### EXERCISE REQUIREMENTS
With nothing added or dropped, output every record below exactly.

[Data entries]
==========

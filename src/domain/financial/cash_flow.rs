//! Cash-flow series and discounting.

use serde::{Deserialize, Serialize};

/// One year of the projected cash-flow series.
#[derive(Debug, Clone, Copy, PartialEq, Serialize, Deserialize)]
pub struct CashFlowPoint {
    pub year: u32,
    pub period_cash_flow: f64,
    pub cumulative_cash_flow: f64,
}

/// Raw cash flows: year 0 carries the negative capital outlay, years
/// 1..=lifetime carry the flat annual profit.
pub fn cash_flows(capital_cost: f64, annual_profit: f64, lifetime_years: u32) -> Vec<f64> {
    std::iter::once(-capital_cost)
        .chain((1..=lifetime_years).map(|_| annual_profit))
        .collect()
}

/// Builds the year-by-year series with running cumulative totals.
///
/// The series always has `lifetime_years + 1` points.
pub fn build_series(capital_cost: f64, annual_profit: f64, lifetime_years: u32) -> Vec<CashFlowPoint> {
    let mut cumulative = 0.0;

    cash_flows(capital_cost, annual_profit, lifetime_years)
        .into_iter()
        .zip(0u32..)
        .map(|(flow, year)| {
            cumulative += flow;
            CashFlowPoint {
                year,
                period_cash_flow: flow,
                cumulative_cash_flow: cumulative,
            }
        })
        .collect()
}

/// Net present value of `flows` at `rate` (a fraction, 0.08 for 8%).
///
/// `flows[t]` is discounted by `(1 + rate)^t`.
pub fn npv(flows: &[f64], rate: f64) -> f64 {
    let base = 1.0 + rate;
    let mut discount = 1.0;
    let mut total = 0.0;

    for flow in flows {
        total += flow / discount;
        discount *= base;
    }

    total
}
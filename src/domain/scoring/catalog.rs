//! Default technology catalog for the MCDA screen.

use once_cell::sync::Lazy;

use super::{CriterionScores, TechnologyScores};

static DEFAULT_CATALOG: Lazy<Vec<TechnologyScores>> = Lazy::new(|| {
    vec![
        TechnologyScores::new("Gasification", CriterionScores::new(7.5, 8.2, 6.8, 7.8, 7.0)),
        TechnologyScores::new(
            "Anaerobic Digestion",
            CriterionScores::new(7.2, 8.8, 8.5, 7.0, 8.5),
        ),
        TechnologyScores::new("Incineration", CriterionScores::new(8.0, 6.0, 5.5, 8.5, 6.0)),
        TechnologyScores::new("Pyrolysis", CriterionScores::new(6.8, 7.5, 6.5, 7.0, 6.5)),
        TechnologyScores::new("RDF", CriterionScores::new(7.0, 7.2, 7.0, 7.5, 7.2)),
    ]
});

/// The five reference technologies with their expert scores.
pub fn default_catalog() -> &'static [TechnologyScores] {
    &DEFAULT_CATALOG
}
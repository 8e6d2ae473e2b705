//! Project parameters - the input record of the financial model.

use serde::{Deserialize, Serialize};

use crate::domain::foundation::{ensure_finite, TechnologyKind, ValidationError};

/// Longest project lifetime the model will project, in years.
pub const MAX_PROJECT_LIFETIME_YEARS: u32 = 100;

/// Days of plant operation per year.
pub const OPERATING_DAYS_PER_YEAR: f64 = 365.0;

/// Parameters for a single feasibility calculation.
///
/// Immutable per call. Unusual but finite business values (negative capital,
/// negative prices, zero capacity) are accepted as-is; only malformed numbers
/// are rejected by [`ProjectParameters::validate`].
#[derive(Debug, Clone, PartialEq, Serialize, Deserialize)]
pub struct ProjectParameters {
    pub technology: TechnologyKind,
    /// Feedstock processed per day (tons/day).
    pub capacity_tons_per_day: f64,
    /// Up-front capital outlay, booked in year 0.
    pub capital_cost: f64,
    /// Fixed operating and maintenance cost per year.
    pub annual_operating_cost: f64,
    /// Energy sale price (currency/MWh).
    pub energy_price_per_mwh: f64,
    /// Discount rate as a percentage (8.0 means 8%).
    pub discount_rate_percent: f64,
    pub lifetime_years: u32,
}

impl ProjectParameters {
    /// Creates the reference case for a technology: 200 t/day, 25M capital,
    /// 1.8M fixed O&M, 120/MWh, 8% discount rate, 20 years.
    pub fn reference_case(technology: TechnologyKind) -> Self {
        Self {
            technology,
            capacity_tons_per_day: 200.0,
            capital_cost: 25_000_000.0,
            annual_operating_cost: 1_800_000.0,
            energy_price_per_mwh: 120.0,
            discount_rate_percent: 8.0,
            lifetime_years: 20,
        }
    }

    pub fn with_capacity(mut self, tons_per_day: f64) -> Self {
        self.capacity_tons_per_day = tons_per_day;
        self
    }

    pub fn with_capital_cost(mut self, capital_cost: f64) -> Self {
        self.capital_cost = capital_cost;
        self
    }

    pub fn with_operating_cost(mut self, annual_operating_cost: f64) -> Self {
        self.annual_operating_cost = annual_operating_cost;
        self
    }

    pub fn with_energy_price(mut self, price_per_mwh: f64) -> Self {
        self.energy_price_per_mwh = price_per_mwh;
        self
    }

    pub fn with_discount_rate(mut self, percent: f64) -> Self {
        self.discount_rate_percent = percent;
        self
    }

    pub fn with_lifetime(mut self, years: u32) -> Self {
        self.lifetime_years = years;
        self
    }

    /// Returns the discount rate as a fraction (0.08 for 8%).
    pub fn discount_rate_fraction(&self) -> f64 {
        self.discount_rate_percent / 100.0
    }

    /// Tons of feedstock processed per year.
    pub fn annual_tonnage(&self) -> f64 {
        self.capacity_tons_per_day * OPERATING_DAYS_PER_YEAR
    }

    /// Rejects malformed numeric input.
    ///
    /// # Errors
    /// - Any non-finite field
    /// - Discount rate at or below -100% (discount factor undefined)
    /// - Lifetime above [`MAX_PROJECT_LIFETIME_YEARS`]
    pub fn validate(&self) -> Result<(), ValidationError> {
        ensure_finite("capacity_tons_per_day", self.capacity_tons_per_day)?;
        ensure_finite("capital_cost", self.capital_cost)?;
        ensure_finite("annual_operating_cost", self.annual_operating_cost)?;
        ensure_finite("energy_price_per_mwh", self.energy_price_per_mwh)?;
        ensure_finite("discount_rate_percent", self.discount_rate_percent)?;

        if self.discount_rate_percent <= -100.0 {
            return Err(ValidationError::out_of_range(
                "discount_rate_percent",
                -100.0,
                f64::MAX,
                self.discount_rate_percent,
            ));
        }

        if self.lifetime_years > MAX_PROJECT_LIFETIME_YEARS {
            return Err(ValidationError::out_of_range(
                "lifetime_years",
                0,
                MAX_PROJECT_LIFETIME_YEARS,
                self.lifetime_years,
            ));
        }

        Ok(())
    }
}

impl Default for ProjectParameters {
    fn default() -> Self {
        Self::reference_case(TechnologyKind::Gasification)
    }
}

==========

### WRITTEN ANSWER
filename src/domain/financial/cash_flow.rs
//! Cash-flow series and discounting.

use serde::{Deserialize, Serialize};

/// One year of the projected cash-flow series.
#[derive(Debug, Clone, Copy, PartialEq, Serialize, Deserialize)]
pub struct CashFlowPoint {
    pub year: u32,
    pub period_cash_flow: f64,
    pub cumulative_cash_flow: f64,
}

/// Raw cash flows: year 0 carries the negative capital outlay, years
/// 1..=lifetime carry the flat annual profit.
pub fn cash_flows(capital_cost: f64, annual_profit: f64, lifetime_years: u32) -> Vec<f64> {
    std::iter::once(-capital_cost)
        .chain((1..=lifetime_years).map(|_| annual_profit))
        .collect()
}

/// Builds the year-by-year series with running cumulative totals.
///
/// The series always has `lifetime_years + 1` points.
pub fn build_series(capital_cost: f64, annual_profit: f64, lifetime_years: u32) -> Vec<CashFlowPoint> {
    let mut cumulative = 0.0;

    cash_flows(capital_cost, annual_profit, lifetime_years)
        .into_iter()
        .zip(0u32..)
        .map(|(flow, year)| {
            cumulative += flow;
            CashFlowPoint {
                year,
                period_cash_flow: flow,
                cumulative_cash_flow: cumulative,
            }
        })
        .collect()
}

/// Net present value of `flows` at `rate` (a fraction, 0.08 for 8%).
///
/// `flows[t]` is discounted by `(1 + rate)^t`.
pub fn npv(flows: &[f64], rate: f64) -> f64 {
    let base = 1.0 + rate;
    let mut discount = 1.0;
    let mut total = 0.0;

    for flow in flows {
        total += flow / discount;
        discount *= base;
    }

    total
}
filename src/domain/scoring/catalog.rs
//! Default technology catalog for the MCDA screen.

use once_cell::sync::Lazy;

use super::{CriterionScores, TechnologyScores};

static DEFAULT_CATALOG: Lazy<Vec<TechnologyScores>> = Lazy::new(|| {
    vec![
        TechnologyScores::new("Gasification", CriterionScores::new(7.5, 8.2, 6.8, 7.8, 7.0)),
        TechnologyScores::new(
            "Anaerobic Digestion",
            CriterionScores::new(7.2, 8.8, 8.5, 7.0, 8.5),
        ),
        TechnologyScores::new("Incineration", CriterionScores::new(8.0, 6.0, 5.5, 8.5, 6.0)),
        TechnologyScores::new("Pyrolysis", CriterionScores::new(6.8, 7.5, 6.5, 7.0, 6.5)),
        TechnologyScores::new("RDF", CriterionScores::new(7.0, 7.2, 7.0, 7.5, 7.2)),
    ]
});

/// The five reference technologies with their expert scores.
pub fn default_catalog() -> &'static [TechnologyScores] {
    &DEFAULT_CATALOG
}
repository 8e6d2ae473e2b705
//! Project parameters - the input record of the financial model.

use serde::{Deserialize, Serialize};

use crate::domain::foundation::{ensure_finite, TechnologyKind, ValidationError};

/// Longest project lifetime the model will project, in years.
pub const MAX_PROJECT_LIFETIME_YEARS: u32 = 100;

/// Days of plant operation per year.
pub const OPERATING_DAYS_PER_YEAR: f64 = 365.0;

/// Parameters for a single feasibility calculation.
///
/// Immutable per call. Unusual but finite business values (negative capital,
/// negative prices, zero capacity) are accepted as-is; only malformed numbers
/// are rejected by [`ProjectParameters::validate`].
#[derive(Debug, Clone, PartialEq, Serialize, Deserialize)]
pub struct ProjectParameters {
    pub technology: TechnologyKind,
    /// Feedstock processed per day (tons/day).
    pub capacity_tons_per_day: f64,
    /// Up-front capital outlay, booked in year 0.
    pub capital_cost: f64,
    /// Fixed operating and maintenance cost per year.
    pub annual_operating_cost: f64,
    /// Energy sale price (currency/MWh).
    pub energy_price_per_mwh: f64,
    /// Discount rate as a percentage (8.0 means 8%).
    pub discount_rate_percent: f64,
    pub lifetime_years: u32,
}

impl ProjectParameters {
    /// Creates the reference case for a technology: 200 t/day, 25M capital,
    /// 1.8M fixed O&M, 120/MWh, 8% discount rate, 20 years.
    pub fn reference_case(technology: TechnologyKind) -> Self {
        Self {
            technology,
            capacity_tons_per_day: 200.0,
            capital_cost: 25_000_000.0,
            annual_operating_cost: 1_800_000.0,
            energy_price_per_mwh: 120.0,
            discount_rate_percent: 8.0,
            lifetime_years: 20,
        }
    }

    pub fn with_capacity(mut self, tons_per_day: f64) -> Self {
        self.capacity_tons_per_day = tons_per_day;
        self
    }

    pub fn with_capital_cost(mut self, capital_cost: f64) -> Self {
        self.capital_cost = capital_cost;
        self
    }

    pub fn with_operating_cost(mut self, annual_operating_cost: f64) -> Self {
        self.annual_operating_cost = annual_operating_cost;
        self
    }

    pub fn with_energy_price(mut self, price_per_mwh: f64) -> Self {
        self.energy_price_per_mwh = price_per_mwh;
        self
    }

    pub fn with_discount_rate(mut self, percent: f64) -> Self {
        self.discount_rate_percent = percent;
        self
    }

    pub fn with_lifetime(mut self, years: u32) -> Self {
        self.lifetime_years = years;
        self
    }

    /// Returns the discount rate as a fraction (0.08 for 8%).
    pub fn discount_rate_fraction(&self) -> f64 {
        self.discount_rate_percent / 100.0
    }

    /// Tons of feedstock processed per year.
    pub fn annual_tonnage(&self) -> f64 {
        self.capacity_tons_per_day * OPERATING_DAYS_PER_YEAR
    }

    /// Rejects malformed numeric input.
    ///
    /// # Errors
    /// - Any non-finite field
    /// - Discount rate at or below -100% (discount factor undefined)
    /// - Lifetime above [`MAX_PROJECT_LIFETIME_YEARS`]
    pub fn validate(&self) -> Result<(), ValidationError> {
        ensure_finite("capacity_tons_per_day", self.capacity_tons_per_day)?;
        ensure_finite("capital_cost", self.capital_cost)?;
        ensure_finite("annual_operating_cost", self.annual_operating_cost)?;
        ensure_finite("energy_price_per_mwh", self.energy_price_per_mwh)?;
        ensure_finite("discount_rate_percent", self.discount_rate_percent)?;

        if self.discount_rate_percent <= -100.0 {
            return Err(ValidationError::out_of_range(
                "discount_rate_percent",
                -100.0,
                f64::MAX,
                self.discount_rate_percent,
            ));
        }

        if self.lifetime_years > MAX_PROJECT_LIFETIME_YEARS {
            return Err(ValidationError::out_of_range(
                "lifetime_years",
                0,
                MAX_PROJECT_LIFETIME_YEARS,
                self.lifetime_years,
            ));
        }

        Ok(())
    }
}

impl Default for ProjectParameters {
    fn default() -> Self {
        Self::reference_case(TechnologyKind::Gasification)
    }
}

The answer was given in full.